Particle swarm optimization (PSO) is a powerful optimization algorithm inspired by the social behavior of birds and fish. It involves a population of particles that move through the search space to find the optimal solution based on the best-performing particles. This algorithm has found applications in various control methods, demonstrating its versatility. In the realm of control systems, PSO has been successfully integrated into methodologies such as fuzzy logic [17,18], PID [19,20], and more. In this study, we leverage the capabilities of PSO by incorporating it into the parameter-tuning process of hierarchical sliding mode control. This integration aims to optimize the HSMC controller’s parameters, enhancing its overall performance. The decision to employ PSO in this research underscores the importance of intelligent optimization techniques in improving control systems. It emphasizes PSO’s potential as a valuable tool in the parameter optimization process, offering efficiency and effectiveness in achieving optimal controller configurations.
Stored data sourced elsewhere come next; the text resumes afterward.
//! Log output setup.
//!
//! The library itself only emits `tracing` events. Hosts call [`init`] once
//! to see them: in the browser they go to the devtools console, natively to
//! stderr filtered by `RUST_LOG` (default `warn`).

#[cfg(target_arch = "wasm32")]
use wasm_bindgen::prelude::*;

/// Install the global subscriber. Safe to call more than once; later calls
/// leave the first subscriber in place.
pub fn init() {
    #[cfg(target_arch = "wasm32")]
    {
        use tracing::Level;
        use tracing_subscriber::layer::SubscriberExt;
        use tracing_subscriber::util::SubscriberInitExt;
        use tracing_wasm::{WASMLayer, WASMLayerConfigBuilder};

        let config = WASMLayerConfigBuilder::new()
            .set_max_level(Level::WARN)
            .build();
        let _ = tracing_subscriber::registry()
            .with(WASMLayer::new(config))
            .try_init();
    }

    #[cfg(not(target_arch = "wasm32"))]
    {
        use tracing_subscriber::EnvFilter;

        let filter = EnvFilter::try_from_default_env().unwrap_or_else(|_| EnvFilter::new("warn"));
        let _ = tracing_subscriber::fmt()
            .with_env_filter(filter)
            .compact()
            .try_init();
    }
}

/// Runs when the wasm module is instantiated.
#[cfg(target_arch = "wasm32")]
#[wasm_bindgen(start)]
pub fn wasm_start() {
    console_error_panic_hook::set_once();
    init();
    tracing::debug!("tone generator core loaded");
}

#[cfg(test)]
mod tests {
    use super::*;

    #[test]
    fn init_is_idempotent() {
        init();
        init();
        tracing::warn!("logging initialised twice without panicking");
    }
}
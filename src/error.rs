use thiserror::Error;

#[derive(Debug, Error)]
pub enum ToneError {
    #[error("Parse error: {0}")]
    Parse(#[from] ParseError),
    #[error("Audio error: {0}")]
    Audio(#[from] AudioError),
    #[error("Config error: {0}")]
    Config(#[from] serde_json::Error),
}

/// A name coming from the host (select box value, key binding, config)
/// that does not map onto one of the closed enumerations.
#[derive(Debug, Clone, PartialEq, Eq, Error)]
pub enum ParseError {
    #[error("unknown note name '{0}'")]
    UnknownNote(String),
    #[error("unknown waveform '{0}'")]
    UnknownWaveform(String),
    #[error("unknown trigger mode '{0}'")]
    UnknownTriggerMode(String),
}

#[derive(Debug, Clone, PartialEq, Error)]
pub enum AudioError {
    /// The environment refused to give us an output (no device, denied
    /// autoplay, closed context).
    #[error("audio output unavailable: {0}")]
    Unavailable(String),
    #[error("invalid sample rate {0}")]
    InvalidSampleRate(f64),
    #[error("render of {0} seconds exceeds the WAV size limit")]
    InvalidDuration(f64),
}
This paper makes the following contributions:
  • Our research introduces a pioneering hierarchical sliding mode controller that streamlines control efforts and outperforms dual-controller methods in both the swing-up and stability control of the rotary inverted pendulum.
  • In addition, our paper leverages particle swarm optimization (PSO) to fine-tune the controller’s parameters, resulting in enhanced control performance for the rotary inverted pendulum.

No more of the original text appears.